Listed records -
◆ ◆ ◆ ◆ ◆
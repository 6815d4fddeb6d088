use std::sync::Arc;

use snafu::ResultExt;
use tern_storage::{HistoryStore, JsonFileHistoryStore, MemoryHistoryStore, SqliteHistoryStore};

use crate::error::{AppResult, OpenHistorySnafu};
use crate::settings::{HistoryBackend, SQLITE_FILE_NAME, Settings};

/// Opens the persistence backend named in `settings`.
pub async fn open_history_store(settings: &Settings) -> AppResult<Arc<dyn HistoryStore>> {
    let root = settings.history_root();
    let store: Arc<dyn HistoryStore> = match settings.history_backend {
        HistoryBackend::Json => Arc::new(JsonFileHistoryStore::new(&root)),
        HistoryBackend::Sqlite => {
            let location = root.join(SQLITE_FILE_NAME);
            Arc::new(
                SqliteHistoryStore::open(&location.to_string_lossy())
                    .await
                    .context(OpenHistorySnafu {
                        stage: "open-sqlite-history",
                    })?,
            )
        }
        HistoryBackend::Memory => Arc::new(MemoryHistoryStore::new()),
    };

    tracing::info!(
        backend = ?settings.history_backend,
        root = %root.display(),
        "history store ready"
    );
    Ok(store)
}

#[cfg(test)]
mod tests {
    use super::*;
    use tern_storage::{PersistedTurn, SessionId};

    fn settings_for(backend: HistoryBackend, dir: &std::path::Path) -> Settings {
        Settings {
            history_backend: backend,
            history_dir: Some(dir.to_path_buf()),
            ..Settings::default()
        }
    }

    #[tokio::test]
    async fn every_backend_round_trips_history() {
        let dir = tempfile::tempdir().unwrap();
        let turns = vec![PersistedTurn::user("q"), PersistedTurn::error("timeout")];

        for backend in [
            HistoryBackend::Json,
            HistoryBackend::Sqlite,
            HistoryBackend::Memory,
        ] {
            let store = open_history_store(&settings_for(backend, dir.path()))
                .await
                .unwrap();
            let session_id = SessionId::new_v7();

            assert!(store.read_history(&session_id).await.unwrap().is_empty());
            store.write_history(&session_id, &turns).await.unwrap();
            assert_eq!(store.read_history(&session_id).await.unwrap(), turns);
        }

        assert!(dir.path().join(SQLITE_FILE_NAME).exists());
    }
}
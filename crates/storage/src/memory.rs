use std::collections::HashMap;

use tokio::sync::RwLock;

use super::error::StorageResult;
use super::ids::SessionId;
use super::types::PersistedTurn;
use super::{BoxFuture, HistoryStore};

/// Process-local history, lost on exit.
#[derive(Debug, Default)]
pub struct MemoryHistoryStore {
    entries: RwLock<HashMap<SessionId, Vec<PersistedTurn>>>,
}

impl MemoryHistoryStore {
    pub fn new() -> Self {
        Self::default()
    }

    pub fn with_history(session_id: SessionId, turns: Vec<PersistedTurn>) -> Self {
        Self {
            entries: RwLock::new(HashMap::from([(session_id, turns)])),
        }
    }

    pub async fn session_count(&self) -> usize {
        self.entries.read().await.len()
    }
}

impl HistoryStore for MemoryHistoryStore {
    fn read_history<'a>(
        &'a self,
        session_id: &'a SessionId,
    ) -> BoxFuture<'a, StorageResult<Vec<PersistedTurn>>> {
        Box::pin(async move {
            let entries = self.entries.read().await;
            Ok(entries.get(session_id).cloned().unwrap_or_default())
        })
    }

    fn write_history<'a>(
        &'a self,
        session_id: &'a SessionId,
        turns: &'a [PersistedTurn],
    ) -> BoxFuture<'a, StorageResult<()>> {
        Box::pin(async move {
            let mut entries = self.entries.write().await;
            entries.insert(*session_id, turns.to_vec());
            Ok(())
        })
    }
}

#[cfg(test)]
mod tests {
    use super::*;

    #[tokio::test]
    async fn unknown_session_reads_empty() {
        let store = MemoryHistoryStore::new();
        assert!(store.read_history(&SessionId::new_v7()).await.unwrap().is_empty());
        assert_eq!(store.session_count().await, 0);
    }

    #[tokio::test]
    async fn seeded_history_is_returned_in_order() {
        let session_id = SessionId::new_v7();
        let turns = vec![PersistedTurn::user("a"), PersistedTurn::assistant("b")];
        let store = MemoryHistoryStore::with_history(session_id, turns.clone());

        assert_eq!(store.read_history(&session_id).await.unwrap(), turns);

        store.write_history(&session_id, &[]).await.unwrap();
        assert!(store.read_history(&session_id).await.unwrap().is_empty());
    }
}
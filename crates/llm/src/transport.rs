use std::future::Future;
use std::pin::Pin;

use snafu::Snafu;
use tokio::sync::{mpsc, oneshot};

use super::options::ModelOptions;

/// Speaker role understood by completion backends.
#[derive(Debug, Clone, Copy, PartialEq, Eq, Hash)]
pub enum PromptRole {
    System,
    User,
    Assistant,
}

#[derive(Debug, Clone, PartialEq, Eq)]
pub struct PromptMessage {
    pub role: PromptRole,
    pub content: String,
}

impl PromptMessage {
    pub fn new(role: PromptRole, content: impl Into<String>) -> Self {
        Self {
            role,
            content: content.into(),
        }
    }

    pub fn user(content: impl Into<String>) -> Self {
        Self::new(PromptRole::User, content)
    }

    pub fn assistant(content: impl Into<String>) -> Self {
        Self::new(PromptRole::Assistant, content)
    }
}

/// Context already on record plus the new user turn.
#[derive(Debug, Clone, PartialEq, Eq)]
pub struct CompletionRequest {
    pub history: Vec<PromptMessage>,
    pub prompt: PromptMessage,
    pub preamble: Option<String>,
}

impl CompletionRequest {
    pub fn new(history: Vec<PromptMessage>, prompt: PromptMessage) -> Self {
        Self {
            history,
            prompt,
            preamble: None,
        }
    }

    pub fn with_preamble(mut self, preamble: impl Into<String>) -> Self {
        self.preamble = Some(preamble.into());
        self
    }
}

/// Provider-agnostic stream payload.
#[derive(Debug, Clone, PartialEq, Eq)]
pub enum StreamEvent {
    Delta(String),
    Done,
    Error(String),
}

pub type StreamWorker = Pin<Box<dyn Future<Output = ()> + Send + 'static>>;
pub type TransportResult<T> = Result<T, TransportError>;

#[derive(Debug, Snafu)]
#[snafu(visibility(pub(crate)))]
pub enum TransportError {
    #[snafu(display("no model specified for completion request"))]
    MissingModel { stage: &'static str },
    #[snafu(display("no api token or endpoint configured"))]
    MissingCredentials { stage: &'static str },
    #[snafu(display("invalid api type '{api_type}'"))]
    UnsupportedApiType {
        stage: &'static str,
        api_type: String,
    },
    #[snafu(display("api type '{api_type}' requires an endpoint"))]
    MissingEndpoint {
        stage: &'static str,
        api_type: &'static str,
    },
    #[snafu(display("api type '{api_type}' requires an api token"))]
    MissingApiToken {
        stage: &'static str,
        api_type: &'static str,
    },
    #[snafu(display("http client failed on `{stage}`, {source}"))]
    HttpClient {
        stage: &'static str,
        source: rig::http_client::Error,
    },
    #[snafu(display("completions failed on `{stage}`, {source}"))]
    CompletionsFailed {
        stage: &'static str,
        source: rig::completion::CompletionError,
    },
}

/// Receiving half of one streamed completion.
///
/// Dropping the stream signals cancellation to the worker.
pub struct DeltaStream {
    events: mpsc::UnboundedReceiver<StreamEvent>,
    cancel_tx: Option<oneshot::Sender<()>>,
}

pub struct StreamHandle {
    pub stream: DeltaStream,
    pub worker: StreamWorker,
}

impl DeltaStream {
    pub fn new(
        events: mpsc::UnboundedReceiver<StreamEvent>,
        cancel_tx: oneshot::Sender<()>,
    ) -> Self {
        Self {
            events,
            cancel_tx: Some(cancel_tx),
        }
    }

    pub async fn recv(&mut self) -> Option<StreamEvent> {
        self.events.recv().await
    }

    /// Returns true only for the first call that reached a live worker.
    pub fn cancel(&mut self) -> bool {
        self.cancel_tx
            .take()
            .map(|tx| tx.send(()).is_ok())
            .unwrap_or(false)
    }
}

impl Drop for DeltaStream {
    fn drop(&mut self) {
        if let Some(cancel_tx) = self.cancel_tx.take() {
            let _ = cancel_tx.send(());
        }
    }
}

/// Server-streamed completion backend.
pub trait CompletionTransport: Send + Sync {
    fn name(&self) -> &str;

    /// Validates the call and hands back the stream plus the worker that feeds it.
    ///
    /// Failures after the worker starts are delivered as [`StreamEvent::Error`].
    fn open_stream(
        &self,
        request: CompletionRequest,
        options: &ModelOptions,
    ) -> TransportResult<StreamHandle>;
}

pub fn make_delta_stream() -> (
    mpsc::UnboundedSender<StreamEvent>,
    DeltaStream,
    oneshot::Receiver<()>,
) {
    let (event_tx, event_rx) = mpsc::unbounded_channel();
    let (cancel_tx, cancel_rx) = oneshot::channel();
    (event_tx, DeltaStream::new(event_rx, cancel_tx), cancel_rx)
}

#[cfg(test)]
mod tests {
    use super::*;

    #[tokio::test]
    async fn events_arrive_in_send_order() {
        let (event_tx, mut stream, _cancel_rx) = make_delta_stream();
        event_tx.send(StreamEvent::Delta("Hel".into())).unwrap();
        event_tx.send(StreamEvent::Delta("lo".into())).unwrap();
        event_tx.send(StreamEvent::Done).unwrap();
        drop(event_tx);

        assert_eq!(stream.recv().await, Some(StreamEvent::Delta("Hel".into())));
        assert_eq!(stream.recv().await, Some(StreamEvent::Delta("lo".into())));
        assert_eq!(stream.recv().await, Some(StreamEvent::Done));
        assert_eq!(stream.recv().await, None);
    }

    #[tokio::test]
    async fn cancel_fires_once() {
        let (_event_tx, mut stream, cancel_rx) = make_delta_stream();
        assert!(stream.cancel());
        assert!(!stream.cancel());
        assert!(cancel_rx.await.is_ok());
    }

    #[tokio::test]
    async fn dropping_stream_signals_worker() {
        let (_event_tx, stream, cancel_rx) = make_delta_stream();
        drop(stream);
        assert!(cancel_rx.await.is_ok());
    }
}
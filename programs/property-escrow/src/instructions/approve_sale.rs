use anchor_lang::prelude::*;

use crate::error::EscrowError;
use crate::events::SaleApproved;
use crate::state::*;

#[derive(Accounts)]
pub struct ApproveSale<'info> {
    pub approver: Signer<'info>,

    #[account(
        seeds = [LEDGER_SEED],
        bump = ledger.bump,
    )]
    pub ledger: Account<'info, LedgerConfig>,

    #[account(
        mut,
        seeds = [LISTING_SEED, listing.title_mint.as_ref()],
        bump = listing.bump,
    )]
    pub listing: Account<'info, Listing>,
}

pub fn handler(ctx: Context<ApproveSale>) -> Result<()> {
    let approver = ctx.accounts.approver.key();
    let party = ctx
        .accounts
        .ledger
        .party_of(&ctx.accounts.listing, &approver)
        .ok_or(EscrowError::NotAListingParty)?;

    let listing = &mut ctx.accounts.listing;
    if !listing.approve(party)? {
        // Already approved: nothing changed, nothing to record.
        return Ok(());
    }

    emit!(SaleApproved {
        title_mint: listing.title_mint,
        approver,
        party,
        approvals: listing.approvals,
    });

    Ok(())
}
use anchor_lang::prelude::*;
use anchor_spl::token_interface::{Mint, TokenAccount, TokenInterface};

use crate::error::EscrowError;
use crate::events::ListingFunded;
use crate::helpers::transfer_to_vault;
use crate::state::*;

/// Funding-party top-up toward a listing's purchase price.
#[derive(Accounts)]
pub struct FundListing<'info> {
    pub funding_party: Signer<'info>,

    #[account(
        seeds = [LEDGER_SEED],
        bump = ledger.bump,
    )]
    pub ledger: Account<'info, LedgerConfig>,

    #[account(
        mut,
        seeds = [LISTING_SEED, listing.title_mint.as_ref()],
        bump = listing.bump,
    )]
    pub listing: Account<'info, Listing>,

    #[account(constraint = payment_mint.key() == ledger.payment_mint @ EscrowError::MintMismatch)]
    pub payment_mint: InterfaceAccount<'info, Mint>,

    #[account(
        mut,
        associated_token::mint = payment_mint,
        associated_token::authority = ledger,
        associated_token::token_program = token_program,
    )]
    pub treasury: InterfaceAccount<'info, TokenAccount>,

    #[account(
        mut,
        constraint = funding_party_payment_account.owner == funding_party.key() @ EscrowError::OwnerMismatch,
        token::mint = payment_mint,
        token::token_program = token_program,
    )]
    pub funding_party_payment_account: InterfaceAccount<'info, TokenAccount>,

    pub token_program: Interface<'info, TokenInterface>,
}

pub fn handler(ctx: Context<FundListing>, amount: u64) -> Result<()> {
    let funding_party = ctx.accounts.funding_party.key();
    ctx.accounts.ledger.require_funding_party(&funding_party)?;

    let listing = &mut ctx.accounts.listing;
    let funded_amount = listing.record_funding(amount)?;
    require!(
        ctx.accounts.funding_party_payment_account.amount >= amount,
        EscrowError::InsufficientBalance
    );

    transfer_to_vault(
        &ctx.accounts.funding_party_payment_account, &ctx.accounts.payment_mint,
        &ctx.accounts.treasury,
        ctx.accounts.funding_party.to_account_info(), &ctx.accounts.token_program,
        amount, ctx.accounts.payment_mint.decimals,
    )?;

    emit!(ListingFunded {
        title_mint: listing.title_mint,
        funding_party,
        amount,
        funded_amount,
    });

    Ok(())
}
◆ ◆ ◆ ◆ ◆
Work task -
Beginning at the top of the records above, transcribe each line exactly up to and including the line that holds "store = open_history_store(&settings_for(backend, dir.path()))".

Output for this exercise -
repository 6815d4fddeb6d088
use std::sync::Arc;

use snafu::ResultExt;
use tern_storage::{HistoryStore, JsonFileHistoryStore, MemoryHistoryStore, SqliteHistoryStore};

use crate::error::{AppResult, OpenHistorySnafu};
use crate::settings::{HistoryBackend, SQLITE_FILE_NAME, Settings};

/// Opens the persistence backend named in `settings`.
pub async fn open_history_store(settings: &Settings) -> AppResult<Arc<dyn HistoryStore>> {
    let root = settings.history_root();
    let store: Arc<dyn HistoryStore> = match settings.history_backend {
        HistoryBackend::Json => Arc::new(JsonFileHistoryStore::new(&root)),
        HistoryBackend::Sqlite => {
            let location = root.join(SQLITE_FILE_NAME);
            Arc::new(
                SqliteHistoryStore::open(&location.to_string_lossy())
                    .await
                    .context(OpenHistorySnafu {
                        stage: "open-sqlite-history",
                    })?,
            )
        }
        HistoryBackend::Memory => Arc::new(MemoryHistoryStore::new()),
    };

    tracing::info!(
        backend = ?settings.history_backend,
        root = %root.display(),
        "history store ready"
    );
    Ok(store)
}

#[cfg(test)]
mod tests {
    use super::*;
    use tern_storage::{PersistedTurn, SessionId};

    fn settings_for(backend: HistoryBackend, dir: &std::path::Path) -> Settings {
        Settings {
            history_backend: backend,
            history_dir: Some(dir.to_path_buf()),
            ..Settings::default()
        }
    }

    #[tokio::test]
    async fn every_backend_round_trips_history() {
        let dir = tempfile::tempdir().unwrap();
        let turns = vec![PersistedTurn::user("q"), PersistedTurn::error("timeout")];

        for backend in [
            HistoryBackend::Json,
            HistoryBackend::Sqlite,
            HistoryBackend::Memory,
        ] {
            let store = open_history_store(&settings_for(backend, dir.path()))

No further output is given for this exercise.